- _PROBLEM STATEMENT_:
Run through the records and show each line that includes the string "document".

Saved data entries

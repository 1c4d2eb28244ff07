//! # Board
//!
//! Coordinates the thread, page and catalog caches of one remote board and
//! decides when a remote fetch is required.
//!
//! ## Locking
//! All cache maps and every thread's mutable fields are written only while
//! the board lock is held, board lock first, thread lock second. The lock is
//! never held across a network round trip: each operation fetches and
//! decodes first, then applies the result in one locked step.

use std::sync::{Arc, Mutex, MutexGuard, PoisonError};

use domains::{
    BoardInfo, CatalogPage, FetchResponse, FetchStatus, MirrorError, PagePayload, Result,
    ThreadPayload, Transport, Watermark,
};
use tracing::{debug, info, warn};

use crate::cache::{BoardCaches, SharedThread};
use crate::deadline::Deadline;
use crate::thread::{Thread, UpdateOutcome};

pub struct Board {
    info: Arc<BoardInfo>,
    transport: Arc<dyn Transport>,
    caches: Mutex<BoardCaches>,
}

impl Board {
    pub fn new(info: BoardInfo, transport: Arc<dyn Transport>) -> Self {
        Self {
            info: Arc::new(info),
            transport,
            caches: Mutex::new(BoardCaches::default()),
        }
    }

    pub fn info(&self) -> &BoardInfo {
        &self.info
    }

    fn caches(&self) -> MutexGuard<'_, BoardCaches> {
        self.caches.lock().unwrap_or_else(PoisonError::into_inner)
    }

    async fn fetch(&self, url: &str, since: Option<Watermark>, deadline: Deadline) -> Result<FetchResponse> {
        deadline.run(self.transport.fetch(url, since)).await
    }

    /// Thread-id cache lookup. No network.
    pub fn cached_thread(&self, id: u64) -> Option<SharedThread> {
        self.caches().thread(id)
    }

    /// Page cache lookup. No network.
    pub fn cached_page(&self, page: u32) -> Vec<SharedThread> {
        self.caches().page(page)
    }

    /// Catalog cache lookup. No network.
    pub fn cached_catalog(&self) -> Vec<SharedThread> {
        self.caches().catalog()
    }

    /// Returns a thread, refreshing it first when it is already cached.
    ///
    /// A cached thread is returned even if the refresh failed or found it
    /// expired; only an elapsed deadline is reported. `Ok(None)` means the
    /// remote has no such thread.
    pub async fn get_thread(&self, id: u64, deadline: Deadline) -> Result<Option<SharedThread>> {
        if let Some(cached) = self.cached_thread(id) {
            debug!(board = %self.info.name, thread_id = id, "thread cache hit");
            self.refresh_passively(&cached, deadline).await?;
            return Ok(Some(cached));
        }

        let fetched = self.fetch_thread(id, deadline).await?;
        Ok(fetched.map(|thread| self.caches().adopt(thread)))
    }

    /// Fetches a thread in full without touching the caches.
    async fn fetch_thread(&self, id: u64, deadline: Deadline) -> Result<Option<SharedThread>> {
        let url = self.info.thread_endpoint(id);
        let response = self.fetch(&url, None, deadline).await?;
        match response.status {
            FetchStatus::Fresh => {
                let payload = ThreadPayload::from_slice(&response.body)?;
                check_topic(id, payload.topic()?.number)?;
                let thread = Thread::from_full(self.info.clone(), payload, response.watermark)?;
                debug!(board = %self.info.name, thread_id = id, "thread fetched");
                Ok(Some(SharedThread::new(thread)))
            }
            FetchStatus::NotFound => {
                debug!(board = %self.info.name, thread_id = id, "thread not found");
                Ok(None)
            }
            status => Err(MirrorError::UnexpectedStatus { url, status: status.code() }),
        }
    }

    /// Asks the remote whether a thread exists. Reads and writes no cache.
    pub async fn thread_exists(&self, id: u64, deadline: Deadline) -> Result<bool> {
        let response = self.fetch(&self.info.thread_endpoint(id), None, deadline).await?;
        Ok(response.status == FetchStatus::Fresh)
    }

    /// Fetches new posts for `thread` and applies them.
    ///
    /// An expired thread is skipped without a request unless `force` is set.
    /// Expiry drops the thread from the thread-id cache; fresh data for an
    /// expired thread puts it back.
    pub async fn update_thread(
        &self,
        thread: &SharedThread,
        force: bool,
        deadline: Deadline,
    ) -> Result<UpdateOutcome> {
        let (expired, since) = {
            let current = thread.read();
            (current.is_expired(), current.watermark())
        };
        if expired && !force {
            debug!(board = %self.info.name, thread_id = thread.id(), "skipping expired thread");
            return Ok(UpdateOutcome::Unchanged);
        }

        let url = self.info.thread_endpoint(thread.id());
        let response = self.fetch(&url, since, deadline).await?;
        match response.status {
            FetchStatus::NotModified => Ok(UpdateOutcome::Unchanged),
            FetchStatus::NotFound => {
                let mut caches = self.caches();
                let outcome = thread.write().mark_expired();
                caches.evict(thread);
                info!(board = %self.info.name, thread_id = thread.id(), "thread expired");
                Ok(outcome)
            }
            FetchStatus::Fresh => {
                let (topic, replies) = ThreadPayload::from_slice(&response.body)?.into_parts()?;
                check_topic(thread.id(), topic.number)?;
                let mut caches = self.caches();
                let outcome = thread.write().apply_fresh(topic, replies, response.watermark, force);
                if let UpdateOutcome::Resurrected(_) = outcome {
                    caches.restore(thread);
                    info!(board = %self.info.name, thread_id = thread.id(), "thread resurrected");
                }
                debug!(board = %self.info.name, thread_id = thread.id(), delta = outcome.new_posts(), "thread updated");
                Ok(outcome)
            }
            FetchStatus::Unexpected(status) => Err(MirrorError::UnexpectedStatus { url, status }),
        }
    }

    /// Returns the threads on one index page, in page order.
    ///
    /// Fresh data rebuilds the page entry from scratch. Threads already known
    /// by id are refreshed and reused; unknown ones are built from the
    /// page summary and enter the thread-id cache with the new page entry.
    pub async fn get_threads_by_page(&self, page: u32, deadline: Deadline) -> Result<Vec<SharedThread>> {
        let url = self.info.page_endpoint(page);
        let since = self.caches().page_watermark(page);
        let response = self.fetch(&url, since, deadline).await?;

        match response.status {
            FetchStatus::NotModified => {
                debug!(board = %self.info.name, page, "page not modified");
                Ok(self.cached_page(page))
            }
            FetchStatus::NotFound => Err(MirrorError::PageNotFound(page)),
            FetchStatus::Fresh => {
                let listing = PagePayload::from_slice(&response.body)?;
                let mut listed = Vec::with_capacity(listing.threads.len());
                let mut built: Vec<SharedThread> = Vec::new();
                for summary in listing.threads {
                    let id = summary.topic()?.number;
                    if listed.iter().any(|thread: &SharedThread| thread.id() == id) {
                        debug!(board = %self.info.name, thread_id = id, "thread listed twice");
                    } else if let Some(cached) = self.cached_thread(id) {
                        self.refresh_passively(&cached, deadline).await?;
                        listed.push(cached);
                    } else {
                        let thread = SharedThread::new(Thread::from_summary(self.info.clone(), summary)?);
                        built.push(thread.clone());
                        listed.push(thread);
                    }
                }

                let mut caches = self.caches();
                let rebuilt = caches.adopt_listing(listed, &built);
                caches.replace_page(page, rebuilt.clone(), response.watermark);
                info!(board = %self.info.name, page, threads = rebuilt.len(), new = built.len(), "page rebuilt");
                Ok(rebuilt)
            }
            FetchStatus::Unexpected(status) => Err(MirrorError::UnexpectedStatus { url, status }),
        }
    }

    /// Returns every thread on the board, in catalog order.
    ///
    /// Unlike the page path, threads unknown by id are fetched in full rather
    /// than built from the catalog summary.
    pub async fn get_catalog(&self, deadline: Deadline) -> Result<Vec<SharedThread>> {
        let url = self.info.catalog_endpoint();
        let since = self.caches().catalog_watermark();
        let response = self.fetch(&url, since, deadline).await?;

        match response.status {
            FetchStatus::NotModified => {
                debug!(board = %self.info.name, "catalog not modified");
                Ok(self.cached_catalog())
            }
            FetchStatus::NotFound => Err(MirrorError::CatalogNotFound),
            FetchStatus::Fresh => {
                let pages = CatalogPage::list_from_slice(&response.body)?;
                let mut listed = Vec::new();
                let mut built: Vec<SharedThread> = Vec::new();
                for summary in pages.iter().flat_map(|page| page.threads.iter()) {
                    let id = summary.number;
                    if listed.iter().any(|thread: &SharedThread| thread.id() == id) {
                        debug!(board = %self.info.name, thread_id = id, "thread listed twice");
                    } else if let Some(cached) = self.cached_thread(id) {
                        self.refresh_passively(&cached, deadline).await?;
                        listed.push(cached);
                    } else if let Some(fetched) = self.fetch_thread(id, deadline).await? {
                        built.push(fetched.clone());
                        listed.push(fetched);
                    } else {
                        debug!(board = %self.info.name, thread_id = id, "catalog thread vanished before fetch");
                    }
                }

                let mut caches = self.caches();
                let rebuilt = caches.adopt_listing(listed, &built);
                caches.replace_catalog(rebuilt.clone(), response.watermark);
                info!(board = %self.info.name, threads = rebuilt.len(), new = built.len(), "catalog rebuilt");
                Ok(rebuilt)
            }
            FetchStatus::Unexpected(status) => Err(MirrorError::UnexpectedStatus { url, status }),
        }
    }

    /// Refresh of a thread the caller did not ask to update. Failures other
    /// than an elapsed deadline are logged and the cached object is kept.
    async fn refresh_passively(&self, thread: &SharedThread, deadline: Deadline) -> Result<()> {
        match self.update_thread(thread, false, deadline).await {
            Ok(_) => Ok(()),
            Err(MirrorError::DeadlineExceeded) => Err(MirrorError::DeadlineExceeded),
            Err(err) => {
                warn!(board = %self.info.name, thread_id = thread.id(), error = %err, "passive thread refresh failed");
                Ok(())
            }
        }
    }
}

/// A thread document must open with the topic post of the requested thread.
fn check_topic(id: u64, topic: u64) -> Result<()> {
    if topic == id {
        Ok(())
    } else {
        Err(MirrorError::MalformedPayload(format!("thread {id} document opens with post {topic}")))
    }
}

- _YOUR RESPONSE_:
/// A thread document must open with the topic post of the requested thread.
        Err(MirrorError::MalformedPayload(format!("thread {id} document opens with post {topic}")))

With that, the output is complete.